JobMon is a Python package developed by IHME's Scientific Computing team, designed to simplify and standardize the process of job monitoring and workflow management in computational projects. It facilitates the tracking of job statuses, manages dependencies, and streamlines the execution of complex workflows across various computing environments.

Description

The tool aims to enhance productivity and ensure computational tasks are efficiently managed and executed, offering a robust solution for handling large-scale, data-driven analyses in research and development projects.

Features

  • Workflow Management: Easily define and manage workflows with multiple interdependent tasks.
  • Status Tracking: Real-time tracking of job statuses to monitor the progress of computational tasks.
  • Error Handling: Automatically detect and report errors in jobs, supporting swift resolution and rerun capabilities.
  • Compatibility: Designed to work seamlessly across different computing environments, including HPC clusters and cloud platforms.

Installation

To install JobMon, use the following pip command:

pip install jobmon_client[server]

Usage

Refer to the quickstart to get started with a sample workflow

Requirements

  • Python 3.8+

Documentation

For comprehensive documentation, visit readthedocs.

Contributing

We encourage contributions from the community. If you're interested in improving JobMon or adding new features, please refer to our developer guide for python client contributions or the GUI README.md for visualization contributions.

Branching Strategy

This project utilizes a branching strategy that emphasizes release branches and semantic versioning, facilitating orderly development, feature addition, bug fixes, and updates.

Overview

  • Main Branch: The main branch maintains the latest stable release of the project. It represents the culmination of all development efforts into a stable version ready for production use.
  • Release Branches: These branches, named according to semantic versioning as release/X.Y, host development for upcoming minor or major releases. When starting a new major or minor version, it is branched off from the latest stable version in main.
  • Feature and Bug Fix Branches: Development of new features and bug fixes happens in branches derived from the appropriate release/X.Y branches. Once development is complete, reviewed, and tested, these changes are merged back into their respective release/X.Y branch.

Semantic Versioning

We adopt semantic versioning for organizing our releases:

  • Major Version (X): Incremented for significant changes or incompatible API modifications.
  • Minor Version (Y): Incremented for backward-compatible enhancements.
  • Patch Version (Z): Incremented for backward-compatible bug fixes.
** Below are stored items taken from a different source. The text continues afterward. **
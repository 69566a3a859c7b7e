//! Named constants of the pipeline.
//!
//! Every stage reads its parameters from [`PipelineConfig`].
//! The defaults reproduce the reference look; a JSON file may
//! override any subset of the fields:
//!
//! ```json
//! { "distortion_k": 0.05, "clahe": { "clip_limit": 2.0 } }
//! ```
use std::{fs::File, io::BufReader, path::Path};

use serde_derive::*;

use crate::error::{PipelineError, Result};

/// Inclusive HSV bounds, in the 8-bit convention (hue on
/// `0..=180`, saturation and value on `0..=255`).
#[derive(Serialize, Deserialize, Debug, Clone, Copy, PartialEq)]
#[serde(default)]
pub struct HsvRange {
    pub lower: [u8; 3],
    pub upper: [u8; 3],
}

impl Default for HsvRange {
    fn default() -> Self {
        HsvRange {
            lower: [40, 40, 40],
            upper: [80, 255, 255],
        }
    }
}

impl HsvRange {
    pub fn contains(&self, hsv: [u8; 3]) -> bool {
        (0..3).all(|i| self.lower[i] <= hsv[i] && hsv[i] <= self.upper[i])
    }

    pub fn validate(&self) -> Result<()> {
        ensure_param!(
            self.upper[0] <= 180,
            "hue upper bound {} exceeds 180",
            self.upper[0]
        );
        ensure_param!(
            (0..3).all(|i| self.lower[i] <= self.upper[i]),
            "hsv range is inverted: {:?} > {:?}",
            self.lower,
            self.upper
        );
        Ok(())
    }
}

/// Contrast limited adaptive histogram equalization settings.
#[derive(Serialize, Deserialize, Debug, Clone, Copy, PartialEq)]
#[serde(default)]
pub struct ClaheParams {
    /// Bound on the amplification of any histogram bin,
    /// relative to a flat histogram.
    pub clip_limit: f64,

    /// Number of tiles along `[x, y]`.
    pub tile_grid: [usize; 2],
}

impl Default for ClaheParams {
    fn default() -> Self {
        ClaheParams {
            clip_limit: 1.7,
            tile_grid: [8, 8],
        }
    }
}

impl ClaheParams {
    pub fn validate(&self) -> Result<()> {
        ensure_param!(
            self.clip_limit.is_finite() && self.clip_limit > 0.,
            "clip limit must be positive, got {}",
            self.clip_limit
        );
        ensure_param!(
            self.tile_grid[0] > 0 && self.tile_grid[1] > 0,
            "tile grid must be non-empty, got {:?}",
            self.tile_grid
        );
        Ok(())
    }
}

#[derive(Serialize, Deserialize, Debug, Clone, Copy, PartialEq)]
#[serde(default)]
pub struct PipelineConfig {
    /// Pixels inside this range are treated as vegetation and
    /// rendered black.
    pub vegetation: HsvRange,

    pub clahe: ClaheParams,

    /// Gamma of the power-law correction. The correction
    /// applies exponent `1 / gamma`, brightening dark values.
    pub gamma: f64,

    /// Radial coefficient of the barrel distortion. Zero
    /// disables the distortion; negative values pinch.
    pub distortion_k: f64,

    /// Magnification of the final center crop. Must be
    /// positive; values below one shrink the content.
    pub zoom_factor: f64,
}

impl Default for PipelineConfig {
    fn default() -> Self {
        PipelineConfig {
            vegetation: HsvRange::default(),
            clahe: ClaheParams::default(),
            gamma: 2.2,
            distortion_k: 0.09,
            zoom_factor: 1.2,
        }
    }
}

impl PipelineConfig {
    pub fn from_json_path(path: &Path) -> Result<Self> {
        let file = File::open(path).map_err(|source| PipelineError::ConfigRead {
            path: path.to_owned(),
            source,
        })?;
        let reader = BufReader::new(file);
        let config: PipelineConfig = serde_json::from_reader(reader)?;
        config.validate()?;
        Ok(config)
    }

    /// Check that all parameters are in their valid ranges.
    ///
    /// The crop window depends on the frame size too, so the
    /// zoom cropper re-checks it once the frame is known.
    pub fn validate(&self) -> Result<()> {
        self.vegetation.validate()?;
        self.clahe.validate()?;
        ensure_param!(
            self.gamma.is_finite() && self.gamma > 0.,
            "gamma must be positive, got {}",
            self.gamma
        );
        ensure_param!(
            self.distortion_k.is_finite(),
            "distortion coefficient must be finite, got {}",
            self.distortion_k
        );
        ensure_param!(
            self.zoom_factor.is_finite() && self.zoom_factor > 0.,
            "zoom factor must be positive, got {}",
            self.zoom_factor
        );
        Ok(())
    }
}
Development and Release Process

  1. Starting New Features and Fixes: Branch off from the corresponding release/X.Y branch for developing new features or addressing bugs. Ensure your branch name clearly reflects the purpose of the changes.
  2. Applying Bug Fixes: If a bug fix applies to a release branch that has diverged from main, it should first be applied to the most current release branch where relevant, before merging into the specific release/X.Y branch.
  3. Pull Request (PR): Submit a PR against the release/X.Y branch from which you branched out. The PR must summarize the changes and include any pertinent information for the reviewers.
  4. Creating Tags and Merging to Main:
    • Upon completion of a release cycle, a version tag following the X.Y.Z format is created for the release/X.Y branch.
    • This tagged release/X.Y branch is then merged into main, signifying the release of a new version.

Changelog

For a detailed history of changes and version updates, please refer to the CHANGELOG.md file within this repository.

License

This project is licensed under the JobMon Non-commercial License, developed at the Institute for Health Metrics and Evaluation (IHME), University of Washington. The license allows for redistribution and use in source and binary forms, with or without modification, under the conditions that:

  • The software is used solely for non-commercial purposes. Commercial use, including indirect commercial use such as content on a website that accepts advertising money, is not permitted under this license. However, use by a for-profit company in its research is considered non-commercial use.
  • All redistributions of source code must retain the copyright notice, this list of conditions, and the following disclaimer.
  • Redistributions in binary form must reproduce the copyright notice, this list of conditions, and the following disclaimer in the documentation and/or other materials provided with the distribution.
  • Neither the name of the University of Washington nor the names of its contributors may be used to endorse or promote products derived from this software without specific prior written permission.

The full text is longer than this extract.